Danny Gardner uses the rhythms of comedy to make his serious points about race go down smoother.

(I feel a little guilty for not having more notes here, but good stuff came pretty fast and furious and I couldn’t get some things down without missing others. I have several notes begun but not finished.)

4:30 Imagine: Social Issues. Gary Phillips, moderator.
I’d trade a delicate portion of my anatomy to have Gary Phillips’s voice.

Paul Hardesty started writing fiction to tell all the things he wasn’t allowed to say in reports and scholarly papers. He’s also aware no one reads these papers, and most of the few who do don’t care. Through fiction he can tell the stories, include what he wants, and people will actually read them.

Ovidia Yu: Singapore’s authoritarian government seems to give more leeway to musicals, so if you can sing it, it’s acceptable. The government also likes to say it’s progressive, so lesbians are okay, so long as there’s only one.

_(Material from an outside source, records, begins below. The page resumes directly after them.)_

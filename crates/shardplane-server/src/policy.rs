//! Failure policy table
//!
//! Every node call made by the shard manager and the purge jobs returns an
//! explicit `Result`. Whether a failure stops the surrounding operation is
//! decided here, per operation, instead of at each call site.

use crate::observability::{errors, metrics};
use shardplane_core::ClusterError;

/// Node-facing operations issued by this crate
#[derive(Debug, Clone, Copy, PartialEq, Eq, Hash)]
pub enum NodeOp {
    Index,
    SetResource,
    RemoveResource,
    NewShard,
    GetCount,
    GetShard,
    ListShards,
    /// Replica deletion while purging a knowledge box
    PurgeShard,
    /// Replica deletion during the orphan sweep
    DeleteOrphan,
    /// Undoing replicas of a failed creation attempt
    RollbackShard,
    /// Best-effort deletion right after a knowledge box is deleted
    DeleteKbShard,
    CleanAndUpgrade,
    AddVectorSet,
    RemoveVectorSet,
    ListVectorSets,
    Gc,
    Metadata,
}

#[derive(Debug, Clone, Copy, PartialEq, Eq)]
pub enum FailurePolicy {
    /// The failure fails the operation it belongs to
    Fatal,
    /// The failure is captured and dropped
    BestEffort,
}

impl NodeOp {
    pub const fn as_str(self) -> &'static str {
        match self {
            NodeOp::Index => "index",
            NodeOp::SetResource => "set_resource",
            NodeOp::RemoveResource => "remove_resource",
            NodeOp::NewShard => "new_shard",
            NodeOp::GetCount => "get_count",
            NodeOp::GetShard => "get_shard",
            NodeOp::ListShards => "list_shards",
            NodeOp::PurgeShard => "purge_shard",
            NodeOp::DeleteOrphan => "delete_orphan",
            NodeOp::RollbackShard => "rollback_shard",
            NodeOp::DeleteKbShard => "delete_kb_shard",
            NodeOp::CleanAndUpgrade => "clean_and_upgrade",
            NodeOp::AddVectorSet => "add_vectorset",
            NodeOp::RemoveVectorSet => "remove_vectorset",
            NodeOp::ListVectorSets => "list_vectorsets",
            NodeOp::Gc => "gc",
            NodeOp::Metadata => "metadata",
        }
    }

    /// Safe to repeat after an ambiguous failure.
    pub const fn is_idempotent(self) -> bool {
        !matches!(
            self,
            NodeOp::Index
                | NodeOp::SetResource
                | NodeOp::RemoveResource
                | NodeOp::NewShard
                | NodeOp::AddVectorSet
                | NodeOp::RemoveVectorSet
        )
    }
}

impl FailurePolicy {
    pub const fn for_op(op: NodeOp) -> Self {
        match op {
            NodeOp::Index
            | NodeOp::SetResource
            | NodeOp::RemoveResource
            | NodeOp::NewShard
            | NodeOp::PurgeShard
            | NodeOp::Metadata => FailurePolicy::Fatal,
            NodeOp::GetCount
            | NodeOp::ListShards
            | NodeOp::GetShard
            | NodeOp::DeleteOrphan
            | NodeOp::RollbackShard
            | NodeOp::DeleteKbShard
            | NodeOp::CleanAndUpgrade
            | NodeOp::AddVectorSet
            | NodeOp::RemoveVectorSet
            | NodeOp::ListVectorSets
            | NodeOp::Gc => FailurePolicy::BestEffort,
        }
    }
}

/// Apply the policy of `op` to one node call result.
///
/// Fatal failures come back as `Err`. Best-effort failures are reported to
/// the error sink and turned into `Ok(None)`.
pub fn settle<T>(
    op: NodeOp,
    node_id: &str,
    result: Result<T, ClusterError>,
) -> Result<Option<T>, ClusterError> {
    match result {
        Ok(value) => {
            metrics::record_node_operation(op.as_str(), "ok");
            Ok(Some(value))
        }
        Err(err) => {
            metrics::record_node_operation(op.as_str(), "error");
            match FailurePolicy::for_op(op) {
                FailurePolicy::Fatal => Err(err),
                FailurePolicy::BestEffort => {
                    errors::capture(op.as_str(), node_id, &err);
                    Ok(None)
                }
            }
        }
    }
}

Julia Dahl: Journalism is now how many clicks an article receives. The first paragraph is no longer where the most critical information goes; it’s where they put the Google search keywords.

Bruce DeSilva: The real problem with journalism today isn’t in the loss of national or international coverage, but the lack of coverage of city halls, zoning boards, etc.

(Personal thought in notes: Man, does Gary ask good questions. He’s got a good topic for thought-provoking questions, but he’s all over it.)

Paul Hardesty: To prevent a book from becoming a polemic, the author should provide a scaffolding onto which the reader can fill in with his own experiences and perspectives. He also advises taking everything written in the “white heat of passion” and cutting it in a subsequent draft.

Erica Wright advocated on behalf of humor growing organically out of situations.

Bruce DeSilva hopes not to get feedback about the social issues he writes about, as that would mean he was too heavy-handed. He just wants to give people something to think about.